DBMS - January 1997
DBMS Online: Data Warehouse Architect By Ralph Kimball

LETTING THE USERS SLEEP, PART 2

Nine Decisions in the Design of a Data Warehouse

In last month's column I began a discussion of how to make sense out of the seemingly impossible task of designing an enterprise data warehouse. The database industry has more or less come to the realization that a divide-and-conquer approach is required. This divide-and-conquer approach is called "data marts." Thus, an enterprise data warehouse is revealed as the union of a set of separate data marts implemented over a period of time, possibly by different design teams, and possibly on different hardware and software platforms.

In last month's article I introduced a nine-step method that in my experience leads to an effective design of an individual data mart. The nine-step method also ties together separate data marts so that over time they merge together into a coherent overall data warehouse. I discussed the first three steps in the method: Step 1: Choosing the Process, Step 2: Choosing the Grain, and Step 3: Identifying and Conforming the Dimensions.

Choosing the process means identifying the subject area of the data mart. I recommend choosing customer billing or customer monthly statements as the first data mart area in many businesses. Choosing the grain means identifying precisely what a single fact table record represents. The fact table is the large central table in all dimensional database designs that contains the numerical measurements of the business. Identifying and conforming the dimensions means deciding what the components of the multipart fact table key are, each of which joins to a single dimension table. Conforming the dimensions imposes the requirement that the same dimension (such as the Customer dimension) in two different data marts be defined in precisely the same way across the two data marts, or that one dimension be a mathematical subset of the other.

The next steps in the process are:

Step 4: Choosing the Facts. The grain of the fact table determines which facts you can use in the data mart. All of the facts must be expressed at the uniform level implied by the grain. In other words, if the grain of the fact table is an individual line item on a customer bill, then all of the numerical facts must refer to this particular line item. Also, as I have said many times before, the facts should be as additive as possible. Figure 1 shows a "bad" fact table with a horrible mixture of non-numeric facts, non-additive facts, and facts at the wrong grain. This design is unusable. Figure 2 shows a "good" fact table in which all of the data elements in the first design have been correctly recast so that they are as numeric and additive as possible.

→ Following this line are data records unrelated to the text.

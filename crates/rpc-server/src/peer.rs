//! The peer-facing sync RPC surface.
use async_trait::async_trait;
use jsonrpsee::{
    core::RpcResult,
    types::{error::INTERNAL_ERROR_CODE, ErrorObjectOwned},
};

use lightning_client::LightningClient;
use sqk_controller::{Controller, NodeStorage};
use sqk_p2p::client::handle::Handle as ClientHandle;
use sqk_rpc_api::peer::{
    DownloadLookupRequest, DownloadOfferResponse, DownloadSqueakResponse, SqueakPeerRpcServer,
    UploadLookup, UploadSqueakRequest,
};
use sqk_storage::SqueakStorage;
use sqk_types::network::Network;
use sqk_types::SqueakHash;

use crate::admin::{internal_error, not_found};

/// Serves the sync surface other nodes reconcile against.
pub struct PeerController<S, P2P, L> {
    controller: Controller<S, P2P, L>,
    store: S,
}

impl<S, P2P, L> PeerController<S, P2P, L>
where
    S: NodeStorage,
    P2P: ClientHandle + Send + Sync + 'static,
    L: LightningClient + Send + Sync + 'static,
{
    pub fn new(controller: Controller<S, P2P, L>, store: S) -> Self {
        Self { controller, store }
    }

    fn check_network(&self, network: Network) -> RpcResult<()> {
        if network != self.controller.get_network() {
            return Err(ErrorObjectOwned::owned(
                INTERNAL_ERROR_CODE,
                format!("wrong network: {}", network),
                Option::<()>::None,
            ));
        }
        Ok(())
    }
}

#[async_trait]
impl<S, P2P, L> SqueakPeerRpcServer for PeerController<S, P2P, L>
where
    S: NodeStorage,
    P2P: ClientHandle + Send + Sync + 'static,
    L: LightningClient + Send + Sync + 'static,
{
    async fn lookup_squeaks_to_download(
        &self,
        request: DownloadLookupRequest,
    ) -> RpcResult<Vec<SqueakHash>> {
        self.check_network(request.network)?;

        self.store
            .lookup_squeaks(&request.addresses, request.min_block, request.max_block)
            .await
            .map_err(internal_error)
    }

    async fn lookup_squeaks_to_upload(
        &self,
        network: Network,
        addresses: Vec<String>,
    ) -> RpcResult<UploadLookup> {
        self.check_network(network)?;

        let followed = self
            .controller
            .get_followed_addresses()
            .await
            .map_err(internal_error)?;
        let range = self
            .controller
            .get_block_range()
            .await
            .map_err(internal_error)?;

        // Only advertise interest in authors we actually follow.
        let accepted: Vec<String> = addresses
            .into_iter()
            .filter(|address| followed.contains(address))
            .collect();

        let hashes = self
            .store
            .lookup_squeaks(&accepted, range.min_block, range.max_block)
            .await
            .map_err(internal_error)?;

        Ok(UploadLookup {
            hashes,
            addresses: accepted,
            min_block: range.min_block,
            max_block: range.max_block,
        })
    }

    async fn download_squeak(&self, hash: SqueakHash) -> RpcResult<DownloadSqueakResponse> {
        let bundle = self
            .controller
            .get_squeak_bundle(&hash)
            .await
            .map_err(internal_error)?
            .ok_or_else(|| not_found("squeak"))?;

        Ok(DownloadSqueakResponse {
            bundle: bundle.without_decryption_key(),
        })
    }

    async fn download_offer(&self, hash: SqueakHash) -> RpcResult<DownloadOfferResponse> {
        let offer = self
            .controller
            .create_offer(hash)
            .await
            .map_err(internal_error)?
            .ok_or_else(|| not_found("offer"))?;

        Ok(DownloadOfferResponse { offer })
    }

    async fn lookup_replies(&self, hash: SqueakHash) -> RpcResult<Vec<SqueakHash>> {
        let replies = self
            .store
            .get_thread_reply_entries(&hash)
            .await
            .map_err(internal_error)?;

        Ok(replies.into_iter().map(|entry| entry.squeak_hash).collect())
    }

    async fn upload_squeak(&self, request: UploadSqueakRequest) -> RpcResult<bool> {
        self.controller
            .accept_squeak(&request.bundle)
            .await
            .map_err(internal_error)
    }
}
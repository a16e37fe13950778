//! The squeak controller: protocol semantics behind the p2p layer.
//!
//! Receives decoded peer messages from the event bus, reconciles them with
//! the store, serves squeaks and offers back to peers, and fans domain
//! events out to admin subscriptions.
mod handler;
pub use handler::{Controller, ControllerConfig, NodeStorage};

mod hubs;
pub use hubs::NodeHubs;

#[cfg(test)]
mod tests;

Notice that additional facts can be added to the fact table at any time, as long as they are consistent with the grain of the table. These additional facts do not invalidate any previously functioning applications. This compatibility is an example of the graceful upward extensibility of the dimensional database design approach. In the August 1996 DBMS, I discussed four different ways in which a dimensional database withstands "assaults" on its design because of new requirements or new data elements. This is one of those four situations. After choosing the facts, study them to see if there are opportunities for the next step.

Step 5: Storing Precalculations in the Fact Table. A common example of the need to store precalculations occurs when the facts comprise a Profit and Loss statement. This situation will often arise when the fact table is based on a customer bill. Figure 3 shows the fact table starting off with the Quantity Sold and the Extended List Price. Both are beautiful additive quantities, from which you can always derive the average unit list price after you have added up some number of fact table records. Of course, the customer doesn't usually pay the list price. You need to subtract any discounts and allowances to arrive at the Extended Net Price. Because the Extended Net Price can always be derived from the Extended List Price minus the Allowances and Discounts, do you need to store the Extended Net Price explicitly?

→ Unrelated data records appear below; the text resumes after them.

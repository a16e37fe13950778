use crate::address::PeerAddress;
use crate::squeak::SqueakHash;
use crate::PaymentFailureReason;

/// A priced Lightning invoice whose preimage unlocks one squeak.
#[derive(Debug, Clone, PartialEq, Eq)]
#[cfg_attr(feature = "serde", derive(serde::Serialize, serde::Deserialize))]
pub struct Offer {
    pub squeak_hash: SqueakHash,
    pub price_msat: u64,
    /// BOLT-11 payment request.
    pub payment_request: String,
    /// Lightning host of the selling node.
    pub host: String,
    pub port: u16,
    /// Hex-encoded pubkey of the selling Lightning node.
    pub node_pubkey: String,
    /// Invoice expiry, seconds after `invoice_timestamp`.
    pub expiry: u32,
    /// Invoice creation time, unix seconds.
    pub invoice_timestamp: u64,
}

/// An offer received from a peer, decoded and bound to its origin.
/// Uniquely identified by `(squeak_hash, peer_address)`.
#[derive(Debug, Clone, PartialEq, Eq)]
#[cfg_attr(feature = "serde", derive(serde::Serialize, serde::Deserialize))]
pub struct ReceivedOffer {
    pub offer: Offer,
    pub peer_address: PeerAddress,
    /// Payment hash extracted from the decoded payment request.
    pub payment_hash: [u8; 32],
    /// When the offer was decoded, unix seconds.
    pub decoded_at: u64,
}

impl ReceivedOffer {
    /// An offer can be purchased while its invoice has not expired.
    pub fn is_valid_for_purchase(&self, now_secs: u64) -> bool {
        self.offer.invoice_timestamp + u64::from(self.offer.expiry) > now_secs
    }
}

/// Record of an outgoing pay-for-key attempt, settled or failed.
#[derive(Debug, Clone, PartialEq, Eq)]
#[cfg_attr(feature = "serde", derive(serde::Serialize, serde::Deserialize))]
pub struct SentPayment {
    pub payment_hash: [u8; 32],
    pub preimage: Option<[u8; 32]>,
    pub amount_msat: u64,
    pub peer_address: PeerAddress,
    pub squeak_hash: SqueakHash,
    /// When the attempt finished, unix milliseconds.
    pub time_ms: u64,
    pub settled: bool,
    pub failure_reason: Option<PaymentFailureReason>,
}

/// Record of a settled incoming payment for one of our offers.
#[derive(Debug, Clone, PartialEq, Eq)]
#[cfg_attr(feature = "serde", derive(serde::Serialize, serde::Deserialize))]
pub struct ReceivedPayment {
    pub payment_hash: [u8; 32],
    pub squeak_hash: SqueakHash,
    pub amount_msat: u64,
    /// When the payment settled, unix milliseconds.
    pub time_ms: u64,
}

/// Aggregate over all sent and received payments.
#[derive(Debug, Clone, Default, PartialEq, Eq)]
#[cfg_attr(feature = "serde", derive(serde::Serialize, serde::Deserialize))]
pub struct PaymentSummary {
    pub num_sent_payments: u64,
    pub msat_spent: u64,
    pub num_received_payments: u64,
    pub msat_earned: u64,
}

#[cfg(test)]
mod tests {
    use super::*;
    use crate::network::Network;
    use bitcoin::hashes::Hash;

    fn offer(invoice_timestamp: u64, expiry: u32) -> ReceivedOffer {
        ReceivedOffer {
            offer: Offer {
                squeak_hash: SqueakHash::all_zeros(),
                price_msat: 1_000,
                payment_request: "lnsb1...".into(),
                host: "seller.example.com".into(),
                port: 9735,
                node_pubkey: "02aa".into(),
                expiry,
                invoice_timestamp,
            },
            peer_address: PeerAddress::new(Network::Simnet, "127.0.0.1", 18666),
            payment_hash: [1u8; 32],
            decoded_at: invoice_timestamp,
        }
    }

    #[test]
    fn expired_offer_is_not_purchasable() {
        let live = offer(1_000, 600);
        assert!(live.is_valid_for_purchase(1_500));

        let expired = offer(1_000, 600);
        assert!(!expired.is_valid_for_purchase(1_600));
    }
}
use std::sync::Arc;
use std::time::Duration;

use crate::config::{NodeConfig, StorageConfig};
use event_bus::EventBus;
use eyre::{Context, Ok};
use lightning_client::LndRestClient;
use tokio::select;
use tokio::time::sleep;
use tokio_util::sync::CancellationToken;
use tokio_util::task::TaskTracker;
use tracing::{error, info};

use sqk_controller::{Controller, ControllerConfig, NodeHubs};
use sqk_p2p::{
    client::{Handle, P2PClient},
    net::{ReactorTcp, Waker},
};
use sqk_rpc_server::ServerConfig;
use sqk_storage::{MemoryStore, PeerStorage};
use sqk_types::ControllerMessage;

/// Default size of the channel for the event bus.
const DEFAULT_CHANNEL_SIZE: usize = 1000;
/// The limit of time to wait for the node to shutdown.
const DEFAULT_SHUTDOWN_TIMEOUT_SECS: u64 = 30;

type NodeController = Controller<MemoryStore, Handle<Waker>, LndRestClient>;

/// Node encapsulates the node services' start.
pub struct Node {
    config: NodeConfig,
    event_bus: EventBus,
    store: MemoryStore,
    lightning: Arc<LndRestClient>,
    hubs: NodeHubs,

    cancelation: CancellationToken,
    pub(crate) task_tracker: TaskTracker,
}

impl Node {
    pub async fn new(config: NodeConfig) -> eyre::Result<Self> {
        let event_bus = Self::init_event_bus();
        let store = Self::init_storage(&config.storage).await?;

        let lightning = Arc::new(
            LndRestClient::new(
                config.lightning.lnd.rest_url.clone(),
                config.lightning.lnd.macaroon_hex.clone(),
                Duration::from_secs(config.lightning.lnd.timeout_s),
            )
            .wrap_err("failed to create lightning client")?,
        );

        Ok(Self {
            config,
            event_bus,
            store,
            lightning,
            hubs: NodeHubs::new(),
            cancelation: CancellationToken::new(),
            task_tracker: TaskTracker::new(),
        })
    }

    /// Wait for the signal from any node's service about the cancellation.
    pub async fn cancelled(&self) {
        self.cancelation.cancelled().await
    }

    pub async fn run(&self) -> eyre::Result<()> {
        let p2p_handle = self.spawn_p2p().await?;
        let controller = self.spawn_controller(p2p_handle.clone());

        self.spawn_rpc(controller, p2p_handle);

        self.task_tracker.close();

        Ok(())
    }

    async fn spawn_p2p(&self) -> eyre::Result<Handle<Waker>> {
        // Saved autoconnect peers are dialed first and kept connected.
        let autoconnect = self.store.get_autoconnect_peers().await?;
        let client_config = self
            .config
            .p2p
            .to_client_config(self.config.network, &autoconnect)?;

        let p2p_client_runner = P2PClient::<ReactorTcp>::new(client_config, &self.event_bus)
            .expect("P2P client must be successfully created");

        let handle = p2p_client_runner.handle();

        self.task_tracker
            .spawn(p2p_client_runner.run(self.cancelation.clone()));

        Ok(handle)
    }

    fn spawn_controller(&self, handle: Handle<Waker>) -> NodeController {
        let (external_host, external_port) = self.config.p2p.external_address();

        let controller = Controller::new(
            &self.event_bus,
            self.store.clone(),
            self.lightning.clone(),
            handle,
            self.hubs.clone(),
            ControllerConfig {
                network: self.config.network,
                price_msat: self.config.sqk.price_msat,
                external_host,
                external_port,
                block_range_window: self.config.sync.block_range_window,
            },
        );

        self.task_tracker
            .spawn(controller.clone().run(self.cancelation.clone()));

        controller
    }

    fn spawn_rpc(&self, controller: NodeController, p2p_handle: Handle<Waker>) {
        let admin_address = format!("{}:{}", self.config.rpc.host, self.config.rpc.port);
        let max_request_size_kb = self.config.rpc.max_request_size_kb;

        self.task_tracker.spawn(sqk_rpc_server::run_admin_server(
            ServerConfig {
                address: admin_address,
                max_request_size_kb,
            },
            controller.clone(),
            self.store.clone(),
            self.lightning.clone(),
            p2p_handle,
            self.hubs.clone(),
            Duration::from_secs(self.config.p2p.peer_timeout_s),
            self.cancelation.clone(),
        ));

        self.task_tracker.spawn(sqk_rpc_server::run_peer_server(
            ServerConfig {
                address: self.config.sync.listen_address(&self.config.p2p),
                max_request_size_kb,
            },
            controller,
            self.store.clone(),
            self.cancelation.clone(),
        ));
    }

    /// Open the store, retrying a fixed number of times before giving up.
    /// A store that cannot be opened is fatal.
    async fn init_storage(config: &StorageConfig) -> eyre::Result<MemoryStore> {
        let mut current_attempt = 1;

        loop {
            match MemoryStore::open(&config.connection_string) {
                std::result::Result::Ok(store) => return Ok(store),
                Err(err) => {
                    if current_attempt >= config.init_attempts {
                        return Err(err).wrap_err("failed to initialize storage");
                    }

                    current_attempt += 1;
                    error!(
                        %err,
                        "Failed to open the store. Trying again in {} secs",
                        config.init_retry_secs
                    );
                    sleep(Duration::from_secs(config.init_retry_secs)).await;
                }
            }
        }
    }

    fn init_event_bus() -> EventBus {
        let mut event_bus = EventBus::default();
        event_bus.register::<ControllerMessage>(Some(DEFAULT_CHANNEL_SIZE));

        event_bus
    }

    pub async fn shutdown(&self) {
        info!("Shutting down node, finishing received requests...");

        self.cancelation.cancel();

        let timeout = self
            .config
            .shutdown_timeout
            .unwrap_or(DEFAULT_SHUTDOWN_TIMEOUT_SECS);

        select! {
            // Wait until all tasks are finished
            _ = self.task_tracker.wait() => {},
            // Or wait for and exit by timeout
            _ = sleep(Duration::from_secs(timeout)) => {
                info!("Shutdown timeout reached, exiting...");
            },
        }
    }
}
//! The operator-facing admin surface.
use sqk_types::{PaymentSummary, Profile, SqueakPeer};

#[cfg(any(feature = "client", feature = "server"))]
mod rpc;
#[cfg(any(feature = "client", feature = "server"))]
pub use self::rpc::*;

/// A profile as served to the operator: the private key never leaves the
/// node through list calls.
#[derive(Debug, Clone, PartialEq, Eq, serde::Serialize, serde::Deserialize)]
pub struct ProfileResponse {
    pub profile_id: u64,
    pub name: String,
    pub address: String,
    pub is_signing: bool,
    pub following: bool,
    pub use_custom_price: bool,
    pub custom_price_msat: u64,
    pub has_image: bool,
}

impl From<Profile> for ProfileResponse {
    fn from(profile: Profile) -> Self {
        Self {
            profile_id: profile.profile_id.unwrap_or_default(),
            is_signing: profile.is_signing(),
            has_image: profile.image.is_some(),
            name: profile.name,
            address: profile.address,
            following: profile.following,
            use_custom_price: profile.use_custom_price,
            custom_price_msat: profile.custom_price_msat,
        }
    }
}

/// A saved peer as served to the operator.
#[derive(Debug, Clone, PartialEq, Eq, serde::Serialize, serde::Deserialize)]
pub struct PeerResponse {
    pub peer_id: u64,
    pub name: String,
    pub host: String,
    pub port: u16,
    pub autoconnect: bool,
}

impl From<SqueakPeer> for PeerResponse {
    fn from(peer: SqueakPeer) -> Self {
        Self {
            peer_id: peer.peer_id.unwrap_or_default(),
            name: peer.name,
            host: peer.address.host,
            port: peer.address.port,
            autoconnect: peer.autoconnect,
        }
    }
}

/// The node's externally reachable address, as published in offers.
#[derive(Debug, Clone, PartialEq, Eq, serde::Serialize, serde::Deserialize)]
pub struct ExternalAddressResponse {
    pub host: String,
    pub port: u16,
}

/// Aggregate payment totals.
pub type PaymentSummaryResponse = PaymentSummary;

The answer is a resounding YES! This example is complicated enough that if there is even the smallest chance that a user will derive the Extended Net Price incorrectly, then you should put it into the underlying physical schema, even though "it takes up space." The cost of a user incorrectly representing the Extended Net Price -- which, after all, is the primary Revenue number of your whole enterprise -- overwhelms the minor cost of a little redundant data storage. To put it another way, if you have gone to the trouble of creating a dimensional home for a number as important as the Extended Net Price = Revenue, then you should take the final step of actually storing the data even if it can be calculated from adjacent data items. Note that a view that simply calculates the Extended Net Price is somewhat dangerous if there is any chance at all that a user with an ad hoc query tool can sneak around the view to get at the physical table. In the long run, views are a good way to achieve a balance between eliminating user blunders and saving on storage, but the DBA must allow no exceptions to the users always accessing the data through the view.

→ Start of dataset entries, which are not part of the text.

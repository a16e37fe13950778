use jsonrpsee::proc_macros::rpc;

#[cfg(feature = "server")]
use jsonrpsee::core::{RpcResult, SubscriptionResult};

use lightning_client::{ChannelInfo, NodeInfo};
use sqk_types::{ReceivedOffer, ReceivedPayment, SentPayment, SqueakEntry, SqueakHash};

use crate::admin::{ExternalAddressResponse, PaymentSummaryResponse, PeerResponse, ProfileResponse};

/// RPC methods the operator drives the node with.
#[cfg_attr(all(feature = "client", not(feature = "server")), rpc(client))]
#[cfg_attr(all(feature = "server", not(feature = "client")), rpc(server))]
#[cfg_attr(all(feature = "server", feature = "client"), rpc(server, client))]
#[async_trait::async_trait]
pub trait SqueakAdminRpc {
    // Profiles ////////////////////////////////////////////////////////////

    /// Create a signing profile with a freshly generated key.
    #[method(name = "createsigningprofile")]
    async fn create_signing_profile(&self, name: String) -> RpcResult<u64>;

    /// Import a signing profile from a hex-encoded private key.
    #[method(name = "importsigningprofile")]
    async fn import_signing_profile(&self, name: String, private_key: String) -> RpcResult<u64>;

    /// Create a contact profile for a known author address.
    #[method(name = "createcontactprofile")]
    async fn create_contact_profile(&self, name: String, address: String) -> RpcResult<u64>;

    #[method(name = "getprofiles")]
    async fn get_profiles(&self) -> RpcResult<Vec<ProfileResponse>>;

    #[method(name = "getsigningprofiles")]
    async fn get_signing_profiles(&self) -> RpcResult<Vec<ProfileResponse>>;

    #[method(name = "getcontactprofiles")]
    async fn get_contact_profiles(&self) -> RpcResult<Vec<ProfileResponse>>;

    #[method(name = "getprofile")]
    async fn get_profile(&self, profile_id: u64) -> RpcResult<ProfileResponse>;

    #[method(name = "getprofilebyname")]
    async fn get_profile_by_name(&self, name: String) -> RpcResult<ProfileResponse>;

    #[method(name = "getprofilebyaddress")]
    async fn get_profile_by_address(&self, address: String) -> RpcResult<ProfileResponse>;

    /// The hex-encoded private key of a signing profile, for backup.
    #[method(name = "getprofileprivatekey")]
    async fn get_profile_private_key(&self, profile_id: u64) -> RpcResult<String>;

    #[method(name = "setprofilefollowing")]
    async fn set_profile_following(&self, profile_id: u64, following: bool) -> RpcResult<()>;

    #[method(name = "setprofileusecustomprice")]
    async fn set_profile_use_custom_price(
        &self,
        profile_id: u64,
        use_custom_price: bool,
    ) -> RpcResult<()>;

    #[method(name = "setprofilecustomprice")]
    async fn set_profile_custom_price(&self, profile_id: u64, price_msat: u64) -> RpcResult<()>;

    #[method(name = "renameprofile")]
    async fn rename_profile(&self, profile_id: u64, name: String) -> RpcResult<()>;

    /// Set a profile image, hex-encoded.
    #[method(name = "setprofileimage")]
    async fn set_profile_image(&self, profile_id: u64, image: String) -> RpcResult<()>;

    #[method(name = "clearprofileimage")]
    async fn clear_profile_image(&self, profile_id: u64) -> RpcResult<()>;

    #[method(name = "deleteprofile")]
    async fn delete_profile(&self, profile_id: u64) -> RpcResult<()>;

    // Squeaks /////////////////////////////////////////////////////////////

    /// Create, sign and store a squeak, then advertise it to peers.
    #[method(name = "makesqueak")]
    async fn make_squeak(
        &self,
        profile_id: u64,
        content: String,
        reply_to: Option<SqueakHash>,
    ) -> RpcResult<SqueakHash>;

    #[method(name = "getsqueakdisplay")]
    async fn get_squeak_display(&self, hash: SqueakHash) -> RpcResult<SqueakEntry>;

    #[method(name = "gettimelinesqueakdisplays")]
    async fn get_timeline_squeak_displays(&self, limit: usize) -> RpcResult<Vec<SqueakEntry>>;

    #[method(name = "getaddresssqueakdisplays")]
    async fn get_address_squeak_displays(
        &self,
        address: String,
        limit: usize,
    ) -> RpcResult<Vec<SqueakEntry>>;

    /// The reply chain from the thread root down to the given squeak.
    #[method(name = "getancestorsqueakdisplays")]
    async fn get_ancestor_squeak_displays(&self, hash: SqueakHash)
        -> RpcResult<Vec<SqueakEntry>>;

    #[method(name = "getreplysqueakdisplays")]
    async fn get_reply_squeak_displays(&self, hash: SqueakHash) -> RpcResult<Vec<SqueakEntry>>;

    #[method(name = "getlikedsqueakdisplays")]
    async fn get_liked_squeak_displays(&self, limit: usize) -> RpcResult<Vec<SqueakEntry>>;

    /// Case-insensitive substring search over unlocked content.
    #[method(name = "searchsqueakdisplays")]
    async fn search_squeak_displays(
        &self,
        text: String,
        limit: usize,
        last: Option<SqueakHash>,
    ) -> RpcResult<Vec<SqueakEntry>>;

    #[method(name = "likesqueak")]
    async fn like_squeak(&self, hash: SqueakHash) -> RpcResult<()>;

    #[method(name = "unlikesqueak")]
    async fn unlike_squeak(&self, hash: SqueakHash) -> RpcResult<()>;

    #[method(name = "deletesqueak")]
    async fn delete_squeak(&self, hash: SqueakHash) -> RpcResult<()>;

    #[method(name = "getnumberofsqueaks")]
    async fn get_number_of_squeaks(&self) -> RpcResult<u64>;

    // Saved peers /////////////////////////////////////////////////////////

    #[method(name = "createpeer")]
    async fn create_peer(&self, name: String, host: String, port: u16) -> RpcResult<u64>;

    #[method(name = "getpeer")]
    async fn get_peer(&self, peer_id: u64) -> RpcResult<PeerResponse>;

    #[method(name = "getpeers")]
    async fn get_peers(&self) -> RpcResult<Vec<PeerResponse>>;

    #[method(name = "setpeerautoconnect")]
    async fn set_peer_autoconnect(&self, peer_id: u64, autoconnect: bool) -> RpcResult<()>;

    #[method(name = "renamepeer")]
    async fn rename_peer(&self, peer_id: u64, name: String) -> RpcResult<()>;

    #[method(name = "deletepeer")]
    async fn delete_peer(&self, peer_id: u64) -> RpcResult<()>;

    // Network /////////////////////////////////////////////////////////////

    #[method(name = "connectpeer")]
    async fn connect_peer(&self, host: String, port: u16) -> RpcResult<()>;

    #[method(name = "disconnectpeer")]
    async fn disconnect_peer(&self, host: String, port: u16) -> RpcResult<()>;

    #[method(name = "getconnectedpeers")]
    async fn get_connected_peers(&self) -> RpcResult<Vec<sqk_types::PeerSummary>>;

    #[method(name = "getconnectedpeer")]
    async fn get_connected_peer(&self, host: String, port: u16)
        -> RpcResult<sqk_types::PeerSummary>;

    #[method(name = "getnetwork")]
    async fn get_network(&self) -> RpcResult<String>;

    #[method(name = "getexternaladdress")]
    async fn get_external_address(&self) -> RpcResult<ExternalAddressResponse>;

    // Sync ////////////////////////////////////////////////////////////////

    /// Reconcile the current block window with every connected peer.
    #[method(name = "downloadsqueaks")]
    async fn download_squeaks(&self) -> RpcResult<()>;

    /// Download one squeak (and an offer for it) from connected peers.
    #[method(name = "downloadsqueak")]
    async fn download_squeak(&self, hash: SqueakHash) -> RpcResult<()>;

    /// Re-fetch offers for one squeak from connected peers.
    #[method(name = "downloadoffers")]
    async fn download_offers(&self, hash: SqueakHash) -> RpcResult<()>;

    /// Download replies to one squeak from connected peers.
    #[method(name = "downloadreplies")]
    async fn download_replies(&self, hash: SqueakHash) -> RpcResult<()>;

    /// Download squeaks authored by one address from connected peers.
    #[method(name = "downloadaddresssqueaks")]
    async fn download_address_squeaks(&self, address: String) -> RpcResult<()>;

    // Payments ////////////////////////////////////////////////////////////

    /// Pay the offer previously received from the given peer and unlock the
    /// squeak with the revealed preimage.
    #[method(name = "payoffer")]
    async fn pay_offer(
        &self,
        hash: SqueakHash,
        peer_host: String,
        peer_port: u16,
    ) -> RpcResult<SentPayment>;

    #[method(name = "getbuyoffers")]
    async fn get_buy_offers(&self, hash: SqueakHash) -> RpcResult<Vec<ReceivedOffer>>;

    #[method(name = "getbuyoffer")]
    async fn get_buy_offer(
        &self,
        hash: SqueakHash,
        peer_host: String,
        peer_port: u16,
    ) -> RpcResult<ReceivedOffer>;

    #[method(name = "getsentpayments")]
    async fn get_sent_payments(&self, limit: usize) -> RpcResult<Vec<SentPayment>>;

    #[method(name = "getreceivedpayments")]
    async fn get_received_payments(&self, limit: usize) -> RpcResult<Vec<ReceivedPayment>>;

    #[method(name = "getpaymentsummary")]
    async fn get_payment_summary(&self) -> RpcResult<PaymentSummaryResponse>;

    /// Drop and re-ingest received payments from the Lightning backend.
    #[method(name = "reprocessreceivedpayments")]
    async fn reprocess_received_payments(&self) -> RpcResult<u64>;

    // Lightning ///////////////////////////////////////////////////////////

    #[method(name = "lndgetinfo")]
    async fn lnd_get_info(&self) -> RpcResult<NodeInfo>;

    #[method(name = "lndlistchannels")]
    async fn lnd_list_channels(&self) -> RpcResult<Vec<ChannelInfo>>;

    #[method(name = "lndnewaddress")]
    async fn lnd_new_address(&self) -> RpcResult<String>;

    // Subscriptions ///////////////////////////////////////////////////////

    /// The connected-peer list, re-emitted on every connection-map change.
    #[subscription(name = "subscribeconnectedpeers", unsubscribe = "unsubscribeconnectedpeers", item = Vec<sqk_types::PeerSummary>)]
    async fn subscribe_connected_peers(&self) -> SubscriptionResult;

    /// Connection state of one peer, re-emitted on every change.
    #[subscription(name = "subscribeconnectedpeer", unsubscribe = "unsubscribeconnectedpeer", item = Option<sqk_types::PeerSummary>)]
    async fn subscribe_connected_peer(&self, host: String, port: u16) -> SubscriptionResult;

    /// Offers received for one squeak.
    #[subscription(name = "subscribebuyoffers", unsubscribe = "unsubscribebuyoffers", item = ReceivedOffer)]
    async fn subscribe_buy_offers(&self, hash: SqueakHash) -> SubscriptionResult;

    /// Settled incoming payments.
    #[subscription(name = "subscribereceivedpayments", unsubscribe = "unsubscribereceivedpayments", item = ReceivedPayment)]
    async fn subscribe_received_payments(&self) -> SubscriptionResult;

    /// Updates of one squeak's display entry.
    #[subscription(name = "subscribesqueakdisplay", unsubscribe = "unsubscribesqueakdisplay", item = SqueakEntry)]
    async fn subscribe_squeak_display(&self, hash: SqueakHash) -> SubscriptionResult;

    /// Every newly stored or updated squeak.
    #[subscription(name = "subscribesqueakdisplays", unsubscribe = "unsubscribesqueakdisplays", item = SqueakEntry)]
    async fn subscribe_squeak_displays(&self) -> SubscriptionResult;

    /// New replies to one squeak.
    #[subscription(name = "subscribereplysqueakdisplays", unsubscribe = "unsubscribereplysqueakdisplays", item = SqueakEntry)]
    async fn subscribe_reply_squeak_displays(&self, hash: SqueakHash) -> SubscriptionResult;

    /// New squeaks by one author.
    #[subscription(name = "subscribeaddresssqueakdisplays", unsubscribe = "unsubscribeaddresssqueakdisplays", item = SqueakEntry)]
    async fn subscribe_address_squeak_displays(&self, address: String) -> SubscriptionResult;

    /// Updates along the ancestor chain of one squeak.
    #[subscription(name = "subscribeancestorsqueakdisplays", unsubscribe = "unsubscribeancestorsqueakdisplays", item = SqueakEntry)]
    async fn subscribe_ancestor_squeak_displays(&self, hash: SqueakHash) -> SubscriptionResult;

    /// New squeaks by followed authors.
    #[subscription(name = "subscribetimelinesqueakdisplays", unsubscribe = "unsubscribetimelinesqueakdisplays", item = SqueakEntry)]
    async fn subscribe_timeline_squeak_displays(&self) -> SubscriptionResult;
}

Step 6: Rounding Out the Dimension Tables. At this point the fact table is complete, and you understand the roles of the dimension tables in providing the entry points into the fact table through constraints on the dimensional attributes. The grain decision in Step 2 has also determined the grain of each of the dimension tables. For instance, if the grain is an individual customer bill line item, then the customer dimension grain is probably the customer bill-to address, and the product/service dimension grain is the lowest level of the product/service hierarchy at which we do billing. In Step 3, you should have identified the dimensions in sufficient detail to describe such things as customers and products at the correct grain, and you should have figured out where you must get the dimension keys.

In this step, you can return to the dimension tables and exhaustively add as many text-like descriptors to the dimensions as you can. In my data mart design consulting, I insist that my IS clients identify a minimum of 50 text-like attributes for such important dimensions as customer and product. Even inherently small dimensions such as Transaction Type should be graced with good text descriptions of what each transaction type means. Chances are these transactions can also be arranged in groups. The Transaction Group should be another text attribute.

All of the text attributes should consist of real words. Cryptic abbreviations are extremely undesirable. Remember that these text attributes are both the user interface to the application and the permanent row and column headers in printed reports. IS shops must do a very professional job of quality assurance on the dimension table attributes.

Step 7: Choosing the Duration of the Database. The duration measures how far back in time the fact table goes. In many businesses, there is a natural need to look at the same time period a year ago. This need usually mandates at least five calendar quarters of data. Near the end of a calendar year, this implies two full years worth of data. These arguments can be repeated with less intensity for two-year-old data, three-year-old data, and so on.

Insurance companies and organizations with regulatory reporting requirements may have very long fact table durations, often extending back seven or more years. These long duration fact tables raise at least two very significant data warehouse design issues. First, it is often increasingly difficult to source old data as you go backward in time. The older the data, the more likely there will be problems in reading and interpreting the old files or the old tapes. Second, it is mandatory that the old versions of the important dimensions be used, not the most current versions. This is known as the Slowly Changing Dimension problem. The proper description of the old product and the old customer must be used with the old transaction history. Often, the data warehouse must assign a generalized key to these important dimensions in order to distinguish multiple snapshots of customers and products over a span of time. I discussed these design issues in my April 1996 DBMS column, " Slowly Changing Dimensions". If you have thought through these issues carefully, then you have accomplished the next step.

Step 8: The Need to Track Slowly Changing Dimensions.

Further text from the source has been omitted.